The UK Democracy Fund supported a set of grantees to engage newly enfranchised voters in the election. It also funded the ‘Making Votes at 16 work in Wales’ evaluation conducted by a research collaboration led by Christine Huebner at Nottingham Trent University. The researchers evaluated young people’s experiences of the 2021 Senedd elections in Wales to find out what works to mobilise 16- and 17-year olds, especially those from traditionally under-represented groups, to turn out to vote. The resulting evaluation presents lessons and policy recommendations for both the Welsh context and further afield.
And you can find out more about the organisations that the Fund supported to engage newly enfranchised voters here.
The democratic participation of ethnic minority and immigrant voters in the UK.
There is evidence that different ethnic groups register and participate in elections at different rates, but data and understanding of this area is limited. This research reviews existing published and unpublished evidence on democratic participation of different ethnic minority and immigrant voter groups in the UK. It highlights the dearth of available data on this subject.

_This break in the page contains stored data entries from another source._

//! Trait abstractions for external capabilities.
//!
//! These traits decouple the load workflow from the network and from the
//! process RNG so both can be swapped out in tests.

pub mod http;
pub mod random;

pub use http::{HttpClient, HttpError, Response};
pub use random::RandomSource;
use mushaf::adapters::{ReqwestHttpClient, ThreadRngSource};
use mushaf::api::QuranClient;
use mushaf::app::{App, AppMessage};
use mushaf::ui;

use color_eyre::Result;
use crossterm::{
    cursor::Show,
    event::{Event, EventStream, KeyCode, KeyEventKind, KeyModifiers},
    execute,
    terminal::{disable_raw_mode, enable_raw_mode, EnterAlternateScreen, LeaveAlternateScreen},
};
use futures::StreamExt;
use ratatui::{backend::CrosstermBackend, Terminal};
use std::io;
use std::sync::Arc;
use tokio::sync::mpsc;

fn main() -> Result<()> {
    color_eyre::install()?;
    init_tracing();

    // Setup panic hook to ensure terminal cleanup on panic
    setup_panic_hook();

    let runtime = tokio::runtime::Runtime::new()?;

    // Setup terminal
    enable_raw_mode()?;
    let mut stdout = io::stdout();
    execute!(stdout, EnterAlternateScreen)?;

    let backend = CrosstermBackend::new(stdout);
    let mut terminal = Terminal::new(backend)?;
    terminal.clear()?;

    let client = QuranClient::new(Arc::new(ReqwestHttpClient::new()));
    let mut app = App::new(client, Box::new(ThreadRngSource::new()));

    let result = runtime.block_on(async {
        // Initial load on startup, then hand over to the event loop.
        app.load_random_page();
        run_app(&mut terminal, &mut app).await
    });

    restore_terminal(&mut terminal)?;

    result
}

/// Route tracing output to a file so it never draws over the TUI.
fn init_tracing() {
    let path = std::env::temp_dir().join("mushaf.log");
    if let Ok(file) = std::fs::File::create(&path) {
        let _ = tracing_subscriber::fmt()
            .with_env_filter(tracing_subscriber::EnvFilter::new("mushaf=debug"))
            .with_writer(std::sync::Mutex::new(file))
            .with_ansi(false)
            .try_init();
    }
}

/// Setup panic hook to restore terminal on panic
fn setup_panic_hook() {
    let original_hook = std::panic::take_hook();
    std::panic::set_hook(Box::new(move |panic_info| {
        let _ = disable_raw_mode();
        let _ = execute!(io::stdout(), LeaveAlternateScreen, Show);
        original_hook(panic_info);
    }));
}

/// Restore terminal to normal mode
fn restore_terminal<B: ratatui::backend::Backend + std::io::Write>(
    terminal: &mut Terminal<B>,
) -> Result<()>
where
    B::Error: Send + Sync + 'static,
{
    disable_raw_mode()?;
    execute!(terminal.backend_mut(), LeaveAlternateScreen)?;
    terminal.show_cursor()?;
    Ok(())
}

async fn run_app<B: ratatui::backend::Backend>(
    terminal: &mut Terminal<B>,
    app: &mut App,
) -> Result<()>
where
    B::Error: Send + Sync + 'static,
{
    // Create async event stream for keyboard input
    let mut event_stream = EventStream::new();

    // Take the message receiver from the app (we need ownership for select!)
    let mut message_rx: Option<mpsc::UnboundedReceiver<AppMessage>> = app.message_rx.take();

    loop {
        // Draw only when needed (dirty flag, or spinner animation while loading)
        if app.needs_redraw || app.loading {
            terminal.draw(|frame| {
                ui::render(frame, app);
            })?;
            app.needs_redraw = false;
        }

        let timeout = tokio::time::sleep(std::time::Duration::from_millis(100));

        tokio::select! {
            // Tick for the loading spinner
            _ = timeout => {
                app.tick();
            }

            // Keyboard events
            event_result = event_stream.next() => {
                if let Some(Ok(event)) = event_result {
                    match event {
                        Event::Resize(_, _) => {
                            app.mark_dirty();
                        }
                        Event::Key(key) if key.kind == KeyEventKind::Press => {
                            match key.code {
                                KeyCode::Char('c')
                                    if key.modifiers.contains(KeyModifiers::CONTROL) =>
                                {
                                    app.quit();
                                }
                                KeyCode::Char('q') | KeyCode::Esc => {
                                    app.quit();
                                }
                                // Ignored while a load is in flight; the
                                // workflow guard inside the app enforces it.
                                KeyCode::Char('r') | KeyCode::Enter => {
                                    app.load_random_page();
                                }
                                _ => {}
                            }
                        }
                        _ => {}
                    }
                }
            }

            // Results from spawned fetch tasks
            msg = async {
                match &mut message_rx {
                    Some(rx) => rx.recv().await,
                    None => std::future::pending().await,
                }
            } => {
                if let Some(msg) = msg {
                    app.handle_message(msg);
                }
            }
        }

        if app.should_quit {
            return Ok(());
        }
    }
}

What is known shows that for many communities the participation gap is primarily a registration gap – once registered, the turnout gap is much smaller. The research identifies key barriers to registration for different ethnic minority communities. It also confirms the high levels of intersectionality between different socially marginalised groups. In terms of possible solutions, it highlights citizenship, automated and assisted voter registration as well as engagement via informal networks, as promising avenues to reaching under-represented communities.
Is it time for Automatic Voter Registration in the UK?
Toby James and Paul Bernal of the University of East Anglia, April 2020
Millions are missing from the electoral registers – the Electoral Commission estimated in September 2019 that some 17% of eligible voters in Great Britain were not correctly registered. Cross-party support is building with backing from the Political and Constitutional Reform Committee in its 2014 report on voter engagement and the APPG on Democratic Participation report in 2019.
Is automatic voter registration (AVR) the solution? The research report sets out the array of measures, such as automatic voter registration and assisted voter registration that could be adopted. It considers the impacts on privacy, data protection, consent and security.